REQUIRED ACTION =
From the records below, report the number of lines that contain "cache", and add nothing.

Dataset entries =
* * *

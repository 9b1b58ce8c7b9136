pub mod auth;
pub mod request_tracking;

pub use request_tracking::{REQUEST_ID_HEADER, RequestId, request_tracking_middleware};
pub mod analytics_service;
pub mod audit_service;
pub mod categories_service;
pub mod comments_service;
pub mod context;
pub mod drafts_service;
pub mod export_service;
pub mod issue_workflow_service;
pub mod issues_service;
pub mod lifecycle;
pub mod notifications_service;
pub mod users_service;
pub mod votes_service;

pub use analytics_service::AnalyticsService;
pub use audit_service::AuditService;
pub use categories_service::CategoriesService;
pub use comments_service::CommentsService;
pub use drafts_service::DraftsService;
pub use issue_workflow_service::IssueWorkflowService;
pub use issues_service::IssuesService;
pub use notifications_service::NotificationsService;
pub use users_service::UsersService;
pub use votes_service::VotesService;
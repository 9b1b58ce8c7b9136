use diesel::prelude::*;
use serde_json::Value as JsonValue;
use uuid::Uuid;

use crate::{
    db::models::api::PageRequest,
    db::models::audit_log::{AuditLog, NewAuditLog},
    db::repositories::AuditLogRepo,
    db::repositories::audit_logs::AuditLogFilters,
    error::AppError,
    services::context::RequestContext,
};

pub struct AuditService;

impl AuditService {
    /// Appends an audit row inside the caller's transaction.
    pub fn record(
        conn: &mut PgConnection,
        actor_id: Option<Uuid>,
        action: &str,
        entity_type: &str,
        entity_id: Uuid,
        details: JsonValue,
    ) -> Result<(), AppError> {
        AuditLogRepo::insert(
            conn,
            &NewAuditLog {
                actor_id,
                action: action.to_string(),
                entity_type: entity_type.to_string(),
                entity_id,
                details,
            },
        )?;
        Ok(())
    }

    pub fn list(
        conn: &mut PgConnection,
        ctx: &RequestContext,
        filters: &AuditLogFilters,
        page: &PageRequest,
    ) -> Result<(Vec<AuditLog>, i64), AppError> {
        ctx.require_admin()?;
        Ok(AuditLogRepo::list(conn, filters, page)?)
    }
}
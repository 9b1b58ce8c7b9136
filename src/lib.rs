pub mod cache;
pub mod config;
pub mod db;
pub mod error;
pub mod middleware;
pub mod routes;
pub mod schema;
pub mod services;
pub mod validation;

use crate::cache::AnalyticsCache;
use crate::config::Config;
use crate::db::DbPool;
use crate::middleware::auth::JwtVerifier;
use std::sync::Arc;
use tracing_subscriber::EnvFilter;

#[derive(Clone)]
pub struct AppState {
    pub db: DbPool,
    pub redis: redis::Client,
    pub cache: AnalyticsCache,
    pub config: Arc<Config>,
    pub jwt: JwtVerifier,
}

impl AppState {
    pub fn new(db: DbPool, redis: redis::Client, config: Config) -> Self {
        let jwt = JwtVerifier::new(&config.auth());
        let cache = AnalyticsCache::new(redis.clone(), config.analytics_cache_ttl_secs);
        Self {
            db,
            redis,
            cache,
            config: Arc::new(config),
            jwt,
        }
    }
}

pub fn init_tracing(config: &Config) {
    let logging = config.logging();
    let level_filter = match logging.level.as_str() {
        "trace" | "debug" | "info" | "warn" | "error" => logging.level.as_str(),
        _ => "info",
    };

    // RUST_LOG still wins when set, so per-module directives keep working.
    let filter = EnvFilter::try_from_default_env().unwrap_or_else(|_| EnvFilter::new(level_filter));

    match logging.format.as_str() {
        "json" => {
            tracing_subscriber::fmt()
                .json()
                .with_env_filter(filter)
                .init();
        }
        _ => {
            tracing_subscriber::fmt().with_env_filter(filter).init();
        }
    }
}
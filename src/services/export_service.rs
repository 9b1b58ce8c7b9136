use chrono::{DateTime, Utc};
use serde::Serialize;
use std::str::FromStr;
use uuid::Uuid;

use crate::{
    db::enums::{IssuePriority, IssueStatus},
    db::models::api::error_codes,
    db::models::issue::Issue,
    error::AppError,
};

pub const CSV_HEADER: [&str; 15] = [
    "id",
    "title",
    "category",
    "status",
    "priority",
    "latitude",
    "longitude",
    "address",
    "vote_count",
    "reporter_id",
    "assignee_id",
    "created_at",
    "resolved_at",
    "sla_due_at",
    "escalation_level",
];

#[derive(Debug, Clone, Copy, PartialEq, Eq, Default)]
pub enum ExportFormat {
    #[default]
    Csv,
    Json,
}

impl FromStr for ExportFormat {
    type Err = AppError;

    fn from_str(s: &str) -> Result<Self, Self::Err> {
        match s.to_ascii_lowercase().as_str() {
            "csv" => Ok(ExportFormat::Csv),
            "json" => Ok(ExportFormat::Json),
            other => Err(AppError::validation_with_code(
                format!("Unsupported export format '{}', use csv or json", other),
                error_codes::EXPORT_UNSUPPORTED_FORMAT,
            )),
        }
    }
}

/// Flat issue record shared by the CSV and JSON exports. Field order matches `CSV_HEADER`.
#[derive(Serialize, Debug, Clone)]
pub struct ExportRow {
    pub id: Uuid,
    pub title: String,
    pub category: String,
    pub status: IssueStatus,
    pub priority: IssuePriority,
    pub latitude: f64,
    pub longitude: f64,
    pub address: Option<String>,
    pub vote_count: i32,
    pub reporter_id: Uuid,
    pub assignee_id: Option<Uuid>,
    pub created_at: DateTime<Utc>,
    pub resolved_at: Option<DateTime<Utc>>,
    pub sla_due_at: Option<DateTime<Utc>>,
    pub escalation_level: i32,
}

impl ExportRow {
    pub fn new(issue: Issue, category: String) -> Self {
        Self {
            id: issue.id,
            title: issue.title,
            category,
            status: issue.status,
            priority: issue.priority,
            latitude: issue.latitude,
            longitude: issue.longitude,
            address: issue.address,
            vote_count: issue.vote_count,
            reporter_id: issue.reporter_id,
            assignee_id: issue.assignee_id,
            created_at: issue.created_at,
            resolved_at: issue.resolved_at,
            sla_due_at: issue.sla_due_at,
            escalation_level: issue.escalation_level,
        }
    }
}

/// Header line is always written, even with no rows.
pub fn write_csv(rows: &[ExportRow]) -> Result<Vec<u8>, AppError> {
    let mut writer = csv::WriterBuilder::new()
        .has_headers(false)
        .from_writer(Vec::new());

    writer.write_record(CSV_HEADER).map_err(csv_error)?;
    for row in rows {
        writer.serialize(row).map_err(csv_error)?;
    }

    writer
        .into_inner()
        .map_err(|e| AppError::internal(format!("Failed to flush CSV export: {}", e)))
}

fn csv_error(e: csv::Error) -> AppError {
    AppError::internal(format!("Failed to write CSV export: {}", e))
}

pub fn export_filename(format: ExportFormat, now: DateTime<Utc>) -> String {
    let ext = match format {
        ExportFormat::Csv => "csv",
        ExportFormat::Json => "json",
    };
    format!("issues-{}.{}", now.format("%Y%m%d-%H%M%S"), ext)
}

#[cfg(test)]
mod tests {
    use super::*;

    fn row() -> ExportRow {
        let created = DateTime::parse_from_rfc3339("2025-02-01T08:00:00Z")
            .unwrap()
            .with_timezone(&Utc);
        ExportRow {
            id: Uuid::nil(),
            title: "Pothole, deep".to_string(),
            category: "Roads".to_string(),
            status: IssueStatus::InProgress,
            priority: IssuePriority::High,
            latitude: 12.5,
            longitude: 77.25,
            address: None,
            vote_count: 3,
            reporter_id: Uuid::nil(),
            assignee_id: None,
            created_at: created,
            resolved_at: None,
            sla_due_at: None,
            escalation_level: 1,
        }
    }

    #[test]
    fn empty_export_still_has_header() {
        let bytes = write_csv(&[]).unwrap();
        let text = String::from_utf8(bytes).unwrap();
        assert_eq!(text.trim_end(), CSV_HEADER.join(","));
    }

    #[test]
    fn rows_are_quoted_and_enums_lowercase() {
        let text = String::from_utf8(write_csv(&[row()]).unwrap()).unwrap();
        let line = text.lines().nth(1).unwrap();
        assert!(line.contains("\"Pothole, deep\""));
        assert!(line.contains(",in_progress,high,"));
        assert!(line.ends_with(",1"));
    }

    #[test]
    fn format_parsing() {
        assert_eq!("CSV".parse::<ExportFormat>().unwrap(), ExportFormat::Csv);
        assert_eq!("json".parse::<ExportFormat>().unwrap(), ExportFormat::Json);
        let err = "xlsx".parse::<ExportFormat>().unwrap_err();
        assert_eq!(err.code(), Some(error_codes::EXPORT_UNSUPPORTED_FORMAT));
    }
}
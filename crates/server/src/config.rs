use std::env;
use std::fmt::Display;
use std::net::SocketAddr;
use std::ops::RangeInclusive;
use std::str::FromStr;
use std::time::Duration;

use anyhow::{Context, Result, anyhow, bail};
use axum::http::HeaderValue;
use shelfmark_core::{ExtractorConfig, FetchConfig};
use url::{Origin, Url};

const DEFAULT_BIND: &str = "0.0.0.0:5001";
const DEFAULT_CORS_ORIGINS: &str = "http://localhost:3000";

/// Slack on top of both extraction timeouts before a request is cut off.
const REQUEST_TIMEOUT_MARGIN: Duration = Duration::from_secs(5);

const TIMEOUT_SECS: RangeInclusive<u64> = 1..=3_600;
const TOKEN_TTL_HOURS: RangeInclusive<i64> = 1..=24 * 365;

#[derive(Debug, Clone, PartialEq, Eq)]
pub enum StoreBackend {
    Postgres { url: String, pool_size: usize },
    /// Process-local store; data is lost on restart.
    Memory,
}

/// Server configuration loaded from `SHELFMARK_*` environment variables
#[derive(Debug, Clone)]
pub struct ServerConfig {
    pub bind: SocketAddr,
    pub store: StoreBackend,
    pub jwt_secret: String,
    pub token_ttl_hours: i64,
    pub bcrypt_cost: u32,
    pub cors_origins: Vec<HeaderValue>,
    pub fetch_timeout_secs: u64,
    pub fallback_timeout_secs: u64,
}

impl ServerConfig {
    pub fn from_env() -> Result<Self> {
        Self::from_lookup(|key| env::var(key).ok())
    }

    /// Builds the config from any key lookup, so tests need not touch the process environment.
    pub fn from_lookup(get: impl Fn(&str) -> Option<String>) -> Result<Self> {
        let store = match get("SHELFMARK_STORE").as_deref().unwrap_or("postgres") {
            "postgres" => StoreBackend::Postgres {
                url: get("DATABASE_URL").context("DATABASE_URL must be set")?,
                pool_size: parsed(&get, "SHELFMARK_POOL_SIZE", 16)?,
            },
            "memory" => StoreBackend::Memory,
            other => bail!("SHELFMARK_STORE must be \"postgres\" or \"memory\", got {other:?}"),
        };

        let jwt_secret = get("SHELFMARK_JWT_SECRET").context("SHELFMARK_JWT_SECRET must be set")?;
        if jwt_secret.is_empty() {
            bail!("SHELFMARK_JWT_SECRET must not be empty");
        }

        let cors = get("SHELFMARK_CORS_ORIGINS").unwrap_or_else(|| DEFAULT_CORS_ORIGINS.to_string());
        let cors_origins = cors
            .split(',')
            .map(str::trim)
            .filter(|origin| !origin.is_empty())
            .map(parse_origin)
            .collect::<Result<Vec<_>>>()?;

        Ok(Self {
            bind: parsed(&get, "SHELFMARK_BIND", DEFAULT_BIND.parse()?)?,
            store,
            jwt_secret,
            token_ttl_hours: bounded(&get, "SHELFMARK_TOKEN_TTL_HOURS", 24, TOKEN_TTL_HOURS)?,
            bcrypt_cost: parsed(&get, "SHELFMARK_BCRYPT_COST", bcrypt::DEFAULT_COST)?,
            cors_origins,
            fetch_timeout_secs: bounded(&get, "SHELFMARK_FETCH_TIMEOUT_SECS", 30, TIMEOUT_SECS)?,
            fallback_timeout_secs: bounded(&get, "SHELFMARK_FALLBACK_TIMEOUT_SECS", 10, TIMEOUT_SECS)?,
        })
    }

    pub fn extractor_config(&self) -> ExtractorConfig {
        ExtractorConfig {
            primary: FetchConfig::with_timeout(self.fetch_timeout_secs),
            fallback: FetchConfig::with_timeout(self.fallback_timeout_secs),
            ..Default::default()
        }
    }

    /// Upper bound for one request: both extraction attempts plus a margin.
    pub fn request_timeout(&self) -> Duration {
        Duration::from_secs(self.fetch_timeout_secs.saturating_add(self.fallback_timeout_secs))
            .saturating_add(REQUEST_TIMEOUT_MARGIN)
    }
}

fn parsed<T>(get: &impl Fn(&str) -> Option<String>, key: &str, default: T) -> Result<T>
where
    T: FromStr,
    T::Err: Display,
{
    match get(key) {
        Some(raw) => raw.trim().parse().map_err(|e| anyhow!("{key} has invalid value {raw:?}: {e}")),
        None => Ok(default),
    }
}

fn bounded<T>(get: &impl Fn(&str) -> Option<String>, key: &str, default: T, range: RangeInclusive<T>) -> Result<T>
where
    T: FromStr + PartialOrd + Display,
    T::Err: Display,
{
    let value = parsed(get, key, default)?;
    if !range.contains(&value) {
        bail!("{key} must be between {} and {}, got {value}", range.start(), range.end());
    }
    Ok(value)
}

fn parse_origin(raw: &str) -> Result<HeaderValue> {
    let url = Url::parse(raw).with_context(|| format!("invalid CORS origin {raw:?}"))?;
    match url.origin() {
        origin @ Origin::Tuple(..) => Ok(HeaderValue::from_str(&origin.ascii_serialization())?),
        Origin::Opaque(_) => bail!("CORS origin {raw:?} has no host"),
    }
}
//! Cleanup of the extracted container and conversion to stored text.

use std::sync::LazyLock;

use regex::Regex;
use scraper::{ElementRef, Html, Node};

/// Options for [`postprocess_html`].
#[derive(Debug, Clone)]
pub struct PostProcessConfig {
    /// Remove elements left without text or media.
    pub remove_empty_nodes: bool,
    /// Upper bound on empty-node sweeps; each sweep can expose new empties.
    pub max_empty_node_passes: usize,
    /// Remove blocks dominated by links (inline menus, tag clouds).
    pub remove_high_link_density: bool,
    /// Link density above which a block is dropped.
    pub max_link_density: f64,
    /// Drop `<img>` tags.
    pub strip_images: bool,
    /// Keep `class` attributes.
    pub keep_classes: bool,
}

impl Default for PostProcessConfig {
    fn default() -> Self {
        Self {
            remove_empty_nodes: true,
            max_empty_node_passes: 10,
            remove_high_link_density: true,
            max_link_density: 0.5,
            strip_images: false,
            keep_classes: false,
        }
    }
}

const FORM_TAGS: &[&str] = &["form", "button", "input", "select", "textarea", "label"];
const LINK_HEAVY_TAGS: &[&str] = &["div", "section", "aside", "nav", "ul", "ol", "p", "li"];
const EMPTY_CANDIDATES: &str = "div|p|span|section|article|aside|nav|header|footer|li|ul|ol";
const BLOCK_TAGS: &[&str] = &[
    "p", "div", "section", "article", "main", "header", "footer", "aside", "blockquote", "pre", "ul", "ol", "li",
    "table", "tr", "h1", "h2", "h3", "h4", "h5", "h6", "figure", "figcaption", "dl", "dt", "dd", "hr",
];

static EMPTY_NODE: LazyLock<Regex> = LazyLock::new(|| {
    Regex::new(&format!(r"<({EMPTY_CANDIDATES})(?:\s[^>]*)?>(?:\s|&nbsp;|<br\s*/?>)*</({EMPTY_CANDIDATES})>"))
        .expect("static regex")
});

static INLINE_SPACE: LazyLock<Regex> = LazyLock::new(|| Regex::new(r"[ \t\r\f\x0B]+").expect("static regex"));

/// Cleans the HTML of the selected container and its siblings.
pub fn postprocess_html(html: &str, config: &PostProcessConfig) -> String {
    let mut processed = strip_attributes_and_forms(html, config);

    if config.remove_high_link_density {
        processed = remove_link_heavy_blocks(&processed, config.max_link_density);
    }

    if config.remove_empty_nodes {
        processed = remove_empty_nodes(&processed, config.max_empty_node_passes);
    }

    processed
}

fn strip_attributes_and_forms(html: &str, config: &PostProcessConfig) -> String {
    let mut handlers = Vec::new();
    for tag in FORM_TAGS {
        handlers.push(lol_html::element!(*tag, |el| {
            el.remove();
            Ok(())
        }));
    }
    if config.strip_images {
        for tag in ["img", "picture"] {
            handlers.push(lol_html::element!(tag, |el| {
                el.remove();
                Ok(())
            }));
        }
    }
    let keep_classes = config.keep_classes;
    handlers.push(lol_html::element!("*", move |el| {
        el.remove_attribute("style");
        el.remove_attribute("onclick");
        if !keep_classes {
            el.remove_attribute("class");
        }
        Ok(())
    }));

    let mut output = Vec::with_capacity(html.len());
    let mut rewriter = lol_html::HtmlRewriter::new(
        lol_html::Settings { element_content_handlers: handlers, ..Default::default() },
        |chunk: &[u8]| output.extend_from_slice(chunk),
    );
    if rewriter.write(html.as_bytes()).is_err() || rewriter.end().is_err() {
        return html.to_string();
    }
    String::from_utf8_lossy(&output).into_owned()
}

/// Drops link-dominated blocks, outermost first.
///
/// Once a block is dropped its descendants are not inspected. The blocks are
/// detached from the parsed fragment and the remaining tree is serialized.
fn remove_link_heavy_blocks(html: &str, max_density: f64) -> String {
    let mut fragment = Html::parse_fragment(html);

    let doomed = {
        let mut doomed = Vec::new();
        let mut pending: Vec<ElementRef<'_>> =
            fragment.root_element().children().filter_map(ElementRef::wrap).collect();
        while let Some(element) = pending.pop() {
            if LINK_HEAVY_TAGS.contains(&element.value().name()) && is_link_heavy(element, max_density) {
                doomed.push(element.id());
                continue;
            }
            pending.extend(element.children().filter_map(ElementRef::wrap));
        }
        doomed
    };

    for id in doomed {
        if let Some(mut node) = fragment.tree.get_mut(id) {
            node.detach();
        }
    }
    fragment.root_element().inner_html()
}

fn is_link_heavy(element: ElementRef<'_>, max_density: f64) -> bool {
    let text_len = element.text().collect::<String>().trim().chars().count();
    if text_len == 0 {
        return false;
    }
    let link_len: usize = element
        .descendants()
        .filter_map(ElementRef::wrap)
        .filter(|d| d.value().name() == "a")
        .map(|a| a.text().collect::<String>().trim().chars().count())
        .sum();
    link_len as f64 / text_len as f64 > max_density
}

/// Repeatedly removes empty wrappers until nothing changes.
fn remove_empty_nodes(html: &str, max_passes: usize) -> String {
    let mut result = html.to_string();
    for _ in 0..max_passes {
        let next = EMPTY_NODE
            .replace_all(&result, |caps: &regex::Captures| {
                if caps[1] == caps[2] { String::new() } else { caps[0].to_string() }
            })
            .into_owned();
        if next == result {
            break;
        }
        result = next;
    }
    result
}

/// Renders cleaned HTML as plain text.
///
/// Block elements become paragraphs separated by a blank line, `<br>` becomes
/// a newline, and runs of inline whitespace collapse to one space.
pub fn html_to_text(html: &str) -> String {
    let fragment = Html::parse_fragment(html);
    let mut raw = String::new();
    render(fragment.root_element(), &mut raw);

    raw.split("\n\n")
        .map(|block| {
            block.lines().map(|line| INLINE_SPACE.replace_all(line.trim(), " ").into_owned()).collect::<Vec<_>>()
        })
        .map(|lines| lines.into_iter().filter(|l| !l.is_empty()).collect::<Vec<_>>().join("\n"))
        .filter(|block| !block.is_empty())
        .collect::<Vec<_>>()
        .join("\n\n")
}

fn render(element: ElementRef<'_>, out: &mut String) {
    for child in element.children() {
        match child.value() {
            Node::Text(text) => out.push_str(&text.replace('\n', " ")),
            Node::Element(el) => {
                let Some(child_ref) = ElementRef::wrap(child) else { continue };
                let name = el.name();
                if name == "br" {
                    out.push('\n');
                } else if BLOCK_TAGS.contains(&name) {
                    out.push_str("\n\n");
                    render(child_ref, out);
                    out.push_str("\n\n");
                } else {
                    render(child_ref, out);
                }
            }
            _ => {}
        }
    }
}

* * *

WRITTEN ANSWER =
5